In cardiac arrest, the heart suddenly stops beating, causing the circulation of blood to collapse. In this situation, vital organs-especially the brain and the heart itself-are no longer adequately supplied with oxygen. Without immediate treatment, severe damage or death occurs within minutes.
The study therefore examines a specific intervention: the temporary occlusion of the abdominal aorta, which carries blood to the lower regions of the body. If this artery is blocked for a short period, the available blood can be redirected more effectively to the upper parts of the body. In theory, this could improve the oxygen supply to these organs and increase the likelihood that the heart will resume beating or that neurological damage can be reduced.
Background There is now a substantial body of experimental and clinical research on resuscitative endovascular balloon occlusion of the aorta (REBOA), highlighting its potential role in resuscitation medicine. As early as 1993, a porcine model was used for the first time to investigate the effect of REBOA on the quality of cardiopulmonary resuscitation. In this study on anesthetized pigs, temporary occlusion of the aorta during cardiopulmonary Resuscitation (CPR) resulted in a significant improvement in central hemodynamic parameters, particularly an increase in coronary perfusion pressure.
Initial case series from the past 10 years have also examined the use of REBOA in non-traumatic cardiac arrest. Despite overall small sample sizes, they demonstrated significant increases in end-tidal CO₂ (etCO₂) as well as higher rates of any ROSC. A common feature of both studies was the relatively long interval from emergency call to REBOA application, exceeding 45 minutes in each.
More recent studies from the past five years have confirmed these conclusions: REBOA placement led to improvements in various resuscitation indices. However, the procedure is often technically challenging, and when performed in-hospital, it typically took place more than 45 minutes after the initial emergency call. Two of the centers involved in these studies have now started to recruit for randomized controlled trials with more than 200 patients.
As an alternative to REBOA placement in Zone 3 for hemodynamically unstable patients in hemorrhagic shock due to pelvic or lower extremity injuries, the Abdominal Aortic Junctional Tourniquet (AAJT) is available. The first publication appeared in 2009, and market approval in the United States was granted in 2013. The device applies external pressure on the abdomen via balloon inflation under a abdominal binder with the goal of occluding flow in the abdominal aorta.
For non-traumatic cardiac arrest, there is currently only one animal study involving six pigs. In this study, AAJT application improved blood flow and diastolic pressure in the carotid artery, but did not confer a survival benefit.
During resuscitation, a diastolic blood pressure of over 30 mmHg should be achieved. This was reaffirmed in the latest European Resuscitation Council (ERC) guidelines of 2025, as it is associated with an increased rate of survival to hospital discharge.

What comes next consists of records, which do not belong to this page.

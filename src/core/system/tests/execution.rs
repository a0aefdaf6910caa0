// SPDX-License-Identifier: Apache-2.0
// Copyright 2025 itsakeyfut
//
// Licensed under the Apache License, Version 2.0 (the "License");
// you may not use this file except in compliance with the License.
// You may obtain a copy of the License at
//
//     http://www.apache.org/licenses/LICENSE-2.0
//
// Unless required by applicable law or agreed to in writing, software
// distributed under the License is distributed on an "AS IS" BASIS,
// WITHOUT WARRANTIES OR CONDITIONS OF ANY KIND, either express or implied.
// See the License for the specific language governing permissions and
// limitations under the License.

//! CPU execution tests

use super::*;

#[test]
fn test_system_step() {
    let mut system = system_with(&[0x2401_0005]); // addiu r1, r0, 5

    assert_eq!(system.step().unwrap(), 1);

    assert_eq!(system.cpu().reg(1), 5);
    assert_eq!(system.pc(), BOOT + 4);
    assert_eq!(system.cycles(), 1);
}

#[test]
fn test_system_step_n() {
    let mut system = system_with(&[]);

    system.step_n(10).unwrap();

    assert_eq!(system.cycles(), 10);
    assert_eq!(system.pc(), BOOT + 40);
}

#[test]
fn test_spin_loop_stays_put() {
    let mut system = system_with(&SPIN);

    system.step_n(2).unwrap();
    assert_eq!(system.pc(), BOOT);

    system.step_n(100).unwrap();
    assert_eq!(system.pc(), BOOT);
}

#[test]
fn test_runs_without_cartridge() {
    // The boot vector is unmapped, so it reads as a stream of NOPs
    let mut system = System::default();
    system.start();

    system.step_n(4).unwrap();

    assert_eq!(system.pc(), CPU::BOOT_VECTOR + 16);
    assert!(system.is_running());
}

#[test]
fn test_snapshot() {
    let mut system = system_with(&[
        0x2401_0005, // addiu r1, r0, 5
        0x240F_0007, // addiu r15, r0, 7
        0x0021_0019, // multu r1, r1
    ]);
    system.step_n(3).unwrap();

    let snapshot = system.snapshot();

    assert_eq!(snapshot.pc, BOOT + 12);
    assert_eq!(snapshot.regs[1], 5);
    assert_eq!(snapshot.regs[15], 7);
    assert_eq!(snapshot.lo, 25);
    assert_eq!(snapshot.hi, 0);
    assert_eq!(snapshot.cycles, 3);
    assert_eq!(snapshot.instructions, 3);
}

#[test]
fn test_snapshot_serializes() {
    let system = system_with(&[]);
    let snapshot = system.snapshot();

    let json = serde_json::to_string(&snapshot).unwrap();
    let back: CpuSnapshot = serde_json::from_str(&json).unwrap();

    assert_eq!(back, snapshot);
}

#[test]
fn test_trace_does_not_change_execution() {
    let mut traced = system_with(&[0x2401_0005, 0x0000_0000]);
    traced.set_trace(true);
    let mut plain = system_with(&[0x2401_0005, 0x0000_0000]);

    traced.step_n(2).unwrap();
    plain.step_n(2).unwrap();

    assert_eq!(traced.snapshot(), plain.snapshot());
}

#[test]
fn test_guarded_reports_fault() {
    let result: Result<u32> = guarded(0x8000_1234, || panic!("decoder exploded"));

    match result {
        Err(EmulatorError::ExecutionFault { pc, message }) => {
            assert_eq!(pc, 0x8000_1234);
            assert_eq!(message, "decoder exploded");
        }
        other => panic!("unexpected result: {:?}", other),
    }
}

#[test]
fn test_guarded_formatted_message() {
    let index = 40;
    let result: Result<u32> = guarded(0, || panic!("register {} out of range", index));

    assert!(matches!(
        result,
        Err(EmulatorError::ExecutionFault { ref message, .. }) if message == "register 40 out of range"
    ));
}

#[test]
fn test_guarded_passes_value() {
    assert_eq!(guarded(0, || 7u32).unwrap(), 7);
}

#[test]
fn test_paused_system_single_steps() {
    let mut system = system_with(&[0x2401_0005, 0x2402_0006]);
    system.start();
    system.step().unwrap();
    system.pause();

    system.step().unwrap();

    assert_eq!(system.cpu().reg(2), 6);
    assert_eq!(system.pc(), BOOT + 8);
    assert!(!system.is_running());
}

#[test]
fn test_dump_carries_header_and_snapshot() {
    let mut system = system_with(&[0x2401_0005]);
    system.step().unwrap();

    let value = serde_json::to_value(system.dump()).unwrap();

    assert_eq!(value["header"]["name"], "TESTROM");
    assert_eq!(value["header"]["boot_address"], BOOT);
    assert_eq!(value["snapshot"]["pc"], BOOT + 4);
    assert_eq!(value["snapshot"]["regs"][1], 5);
}

#[test]
fn test_dump_without_cartridge() {
    let system = System::default();

    let value = serde_json::to_value(system.dump()).unwrap();

    assert!(value["header"].is_null());
    assert_eq!(value["snapshot"]["pc"], CPU::BOOT_VECTOR);
}
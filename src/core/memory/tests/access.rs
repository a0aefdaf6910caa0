// SPDX-License-Identifier: Apache-2.0
// Copyright 2025 itsakeyfut

use super::*;

#[test]
fn test_big_endian_layout() {
    let mut bus = Bus::new();
    bus.write32(0x0000_0000, 0x1234_5678);

    assert_eq!(bus.read8(0x0000_0000), 0x12);
    assert_eq!(bus.read8(0x0000_0003), 0x78);
    assert_eq!(bus.read16(0x0000_0000), 0x1234);
    assert_eq!(bus.read16(0x0000_0002), 0x5678);
}

#[test]
fn test_halfword_write() {
    let mut bus = Bus::new();
    bus.write16(0x0000_0002, 0xBEEF);
    assert_eq!(bus.read32(0x0000_0000), 0x0000_BEEF);
}

#[test]
fn test_unaligned_word_is_byte_composed() {
    let mut bus = Bus::new();
    for (i, byte) in [0x11u8, 0x22, 0x33, 0x44, 0x55, 0x66].iter().enumerate() {
        bus.write8(i as u32, *byte);
    }

    assert_eq!(bus.read32(0x0000_0001), 0x2233_4455);

    bus.write32(0x0000_0011, 0xAABB_CCDD);
    assert_eq!(bus.read8(0x0000_0011), 0xAA);
    assert_eq!(bus.read8(0x0000_0014), 0xDD);
}

#[test]
fn test_fast_and_composed_paths_agree() {
    let mut bus = Bus::new();
    let mut rom = Vec::new();
    for i in 0..64u32 {
        rom.extend_from_slice(&(i.wrapping_mul(0x0101_0101) ^ 0x8000_0001).to_be_bytes());
    }
    bus.load_rom(rom);

    for addr in (0..0x100u32).step_by(4) {
        bus.write32(addr, addr.wrapping_mul(0x9E37_79B9));
    }

    for base in [0x0000_0000u32, 0xA000_0000, 0x1000_0000, 0xB000_0000] {
        for offset in (0..0x100u32).step_by(4) {
            let addr = base + offset;
            let composed = u32::from_be_bytes([
                bus.read8(addr),
                bus.read8(addr + 1),
                bus.read8(addr + 2),
                bus.read8(addr + 3),
            ]);
            assert_eq!(bus.read32(addr), composed, "mismatch at 0x{:08X}", addr);
        }
    }
}

#[test]
fn test_ram_end_boundary() {
    let mut bus = Bus::new();
    bus.write32(0x007F_FFFC, 0x0102_0304);
    assert_eq!(bus.read32(0xA07F_FFFC), 0x0102_0304);

    // Last two bytes fall outside RAM
    bus.write32(0x007F_FFFE, 0xAABB_CCDD);
    assert_eq!(bus.read16(0x007F_FFFE), 0xAABB);
    assert_eq!(bus.read32(0x007F_FFFE), 0xAABB_0000);
}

Case series describing the application of the AAJT in traumatic cardiac arrest have demonstrated a notably high rate of favorable physiological responses. Reported positive outcomes include a change from non-perfusing or disorganized rhythms to more organized cardiac rhythms, an increase in end-tidal carbon dioxide (etCO₂) as a surrogate marker of improved circulation and perfusion, and, in several cases, the achievement of return of spontaneous circulation (ROSC). These findings suggest that temporary aortic occlusion using the AAJT may improve central blood flow and augment coronary as well as cerebral perfusion during resuscitation efforts.
Rationale The aortic occlusion during medical cardiac arrest with REBOA has shown promising results, but time-to-occlusion often requires a significant amount of time, with a high failure rate. The aortic occlusion with the AAJT device is a faster and non-invasive approach to the same problem. This study aims to show the feasibility of this rationale in a limited amount of patients.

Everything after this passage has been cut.